Required work → Would you output the entries below only from the line containing "with default metadata." through the line containing "BridgeEvent, source: impl", exactly as they stand and with both ends included?

Material provided →
<<<<
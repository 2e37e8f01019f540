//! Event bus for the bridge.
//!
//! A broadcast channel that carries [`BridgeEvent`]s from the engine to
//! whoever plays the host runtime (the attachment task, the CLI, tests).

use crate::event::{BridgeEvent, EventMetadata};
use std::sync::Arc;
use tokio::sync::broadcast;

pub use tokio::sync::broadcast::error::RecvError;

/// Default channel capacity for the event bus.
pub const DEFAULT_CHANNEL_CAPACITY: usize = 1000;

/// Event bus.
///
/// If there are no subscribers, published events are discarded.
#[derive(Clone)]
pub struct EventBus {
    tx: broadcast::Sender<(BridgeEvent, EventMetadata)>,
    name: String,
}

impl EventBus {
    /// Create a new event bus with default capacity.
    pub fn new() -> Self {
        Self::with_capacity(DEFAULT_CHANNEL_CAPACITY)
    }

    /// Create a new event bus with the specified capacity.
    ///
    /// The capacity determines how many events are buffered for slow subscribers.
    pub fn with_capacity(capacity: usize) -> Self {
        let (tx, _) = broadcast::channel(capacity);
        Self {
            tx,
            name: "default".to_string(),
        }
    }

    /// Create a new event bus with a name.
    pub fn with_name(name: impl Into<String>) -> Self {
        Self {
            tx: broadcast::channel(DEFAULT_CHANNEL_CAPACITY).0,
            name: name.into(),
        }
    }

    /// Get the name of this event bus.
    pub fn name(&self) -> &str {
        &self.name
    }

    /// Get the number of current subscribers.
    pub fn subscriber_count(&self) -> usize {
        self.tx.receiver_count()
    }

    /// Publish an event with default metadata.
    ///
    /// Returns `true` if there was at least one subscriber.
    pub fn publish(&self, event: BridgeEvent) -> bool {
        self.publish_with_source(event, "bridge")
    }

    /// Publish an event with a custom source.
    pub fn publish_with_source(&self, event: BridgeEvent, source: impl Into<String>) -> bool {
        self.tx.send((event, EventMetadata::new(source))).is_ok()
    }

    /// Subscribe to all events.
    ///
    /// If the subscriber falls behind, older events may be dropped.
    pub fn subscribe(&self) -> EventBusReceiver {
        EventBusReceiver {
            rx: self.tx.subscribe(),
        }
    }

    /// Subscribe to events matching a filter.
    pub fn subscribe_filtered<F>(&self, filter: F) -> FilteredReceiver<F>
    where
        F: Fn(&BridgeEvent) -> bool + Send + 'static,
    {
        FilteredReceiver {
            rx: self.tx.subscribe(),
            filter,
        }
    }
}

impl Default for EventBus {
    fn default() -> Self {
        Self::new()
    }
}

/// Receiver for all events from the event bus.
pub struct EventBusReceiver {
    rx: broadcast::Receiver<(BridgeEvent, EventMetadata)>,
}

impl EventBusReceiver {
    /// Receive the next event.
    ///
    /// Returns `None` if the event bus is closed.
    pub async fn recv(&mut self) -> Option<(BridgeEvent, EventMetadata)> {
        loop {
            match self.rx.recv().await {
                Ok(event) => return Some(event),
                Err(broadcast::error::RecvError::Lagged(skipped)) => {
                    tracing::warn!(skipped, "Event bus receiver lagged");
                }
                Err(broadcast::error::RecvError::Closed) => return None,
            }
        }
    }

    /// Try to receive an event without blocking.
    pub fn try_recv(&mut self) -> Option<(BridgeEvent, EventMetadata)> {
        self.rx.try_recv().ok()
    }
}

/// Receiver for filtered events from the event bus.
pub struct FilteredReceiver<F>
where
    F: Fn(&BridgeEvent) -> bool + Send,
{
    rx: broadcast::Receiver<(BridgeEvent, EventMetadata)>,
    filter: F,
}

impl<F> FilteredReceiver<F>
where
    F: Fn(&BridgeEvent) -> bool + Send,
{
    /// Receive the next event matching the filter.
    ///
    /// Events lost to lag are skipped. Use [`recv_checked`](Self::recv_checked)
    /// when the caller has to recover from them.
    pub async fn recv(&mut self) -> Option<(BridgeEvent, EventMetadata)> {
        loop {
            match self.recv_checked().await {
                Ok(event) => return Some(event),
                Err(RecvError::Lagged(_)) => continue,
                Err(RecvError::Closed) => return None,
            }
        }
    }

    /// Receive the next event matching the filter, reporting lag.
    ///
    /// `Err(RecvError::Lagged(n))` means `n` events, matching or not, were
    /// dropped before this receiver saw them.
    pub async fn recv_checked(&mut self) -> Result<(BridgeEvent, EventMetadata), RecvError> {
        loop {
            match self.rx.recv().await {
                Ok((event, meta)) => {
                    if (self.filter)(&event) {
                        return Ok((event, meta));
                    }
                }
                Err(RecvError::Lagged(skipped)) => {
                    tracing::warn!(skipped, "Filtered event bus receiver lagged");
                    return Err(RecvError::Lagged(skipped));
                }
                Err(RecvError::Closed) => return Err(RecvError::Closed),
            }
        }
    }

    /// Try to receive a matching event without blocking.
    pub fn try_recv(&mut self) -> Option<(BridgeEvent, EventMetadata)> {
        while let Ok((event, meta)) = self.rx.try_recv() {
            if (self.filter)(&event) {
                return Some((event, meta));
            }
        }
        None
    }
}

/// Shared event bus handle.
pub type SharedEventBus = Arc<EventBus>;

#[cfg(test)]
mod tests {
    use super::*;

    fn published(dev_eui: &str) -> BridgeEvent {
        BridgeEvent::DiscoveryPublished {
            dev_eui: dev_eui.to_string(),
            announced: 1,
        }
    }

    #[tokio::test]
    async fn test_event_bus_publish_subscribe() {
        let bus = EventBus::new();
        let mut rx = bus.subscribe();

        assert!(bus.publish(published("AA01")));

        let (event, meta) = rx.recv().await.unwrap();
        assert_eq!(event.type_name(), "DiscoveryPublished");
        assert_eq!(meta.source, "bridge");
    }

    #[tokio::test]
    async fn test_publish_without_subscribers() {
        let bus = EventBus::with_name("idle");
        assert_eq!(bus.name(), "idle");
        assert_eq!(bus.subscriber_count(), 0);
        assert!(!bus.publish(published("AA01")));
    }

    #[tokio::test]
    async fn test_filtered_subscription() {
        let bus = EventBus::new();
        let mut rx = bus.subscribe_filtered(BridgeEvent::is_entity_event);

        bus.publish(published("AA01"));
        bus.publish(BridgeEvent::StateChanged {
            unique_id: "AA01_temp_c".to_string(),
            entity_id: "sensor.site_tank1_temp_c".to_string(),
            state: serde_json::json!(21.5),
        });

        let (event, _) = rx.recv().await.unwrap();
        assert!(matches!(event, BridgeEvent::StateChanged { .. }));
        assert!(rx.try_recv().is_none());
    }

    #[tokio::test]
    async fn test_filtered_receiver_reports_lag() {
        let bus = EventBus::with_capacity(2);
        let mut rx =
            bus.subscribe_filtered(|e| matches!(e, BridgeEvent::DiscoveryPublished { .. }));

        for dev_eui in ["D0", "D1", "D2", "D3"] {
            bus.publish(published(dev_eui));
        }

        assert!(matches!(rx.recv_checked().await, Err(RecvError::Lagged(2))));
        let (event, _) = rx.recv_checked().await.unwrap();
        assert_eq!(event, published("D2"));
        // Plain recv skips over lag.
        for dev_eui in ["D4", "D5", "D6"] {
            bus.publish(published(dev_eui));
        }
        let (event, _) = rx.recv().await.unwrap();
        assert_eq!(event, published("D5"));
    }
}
>>>>
Task answer →
    /// Publish an event with default metadata.
    ///
    /// Returns `true` if there was at least one subscriber.
    pub fn publish(&self, event: BridgeEvent) -> bool {
        self.publish_with_source(event, "bridge")
    }

    /// Publish an event with a custom source.
    pub fn publish_with_source(&self, event: BridgeEvent, source: impl Into<String>) -> bool {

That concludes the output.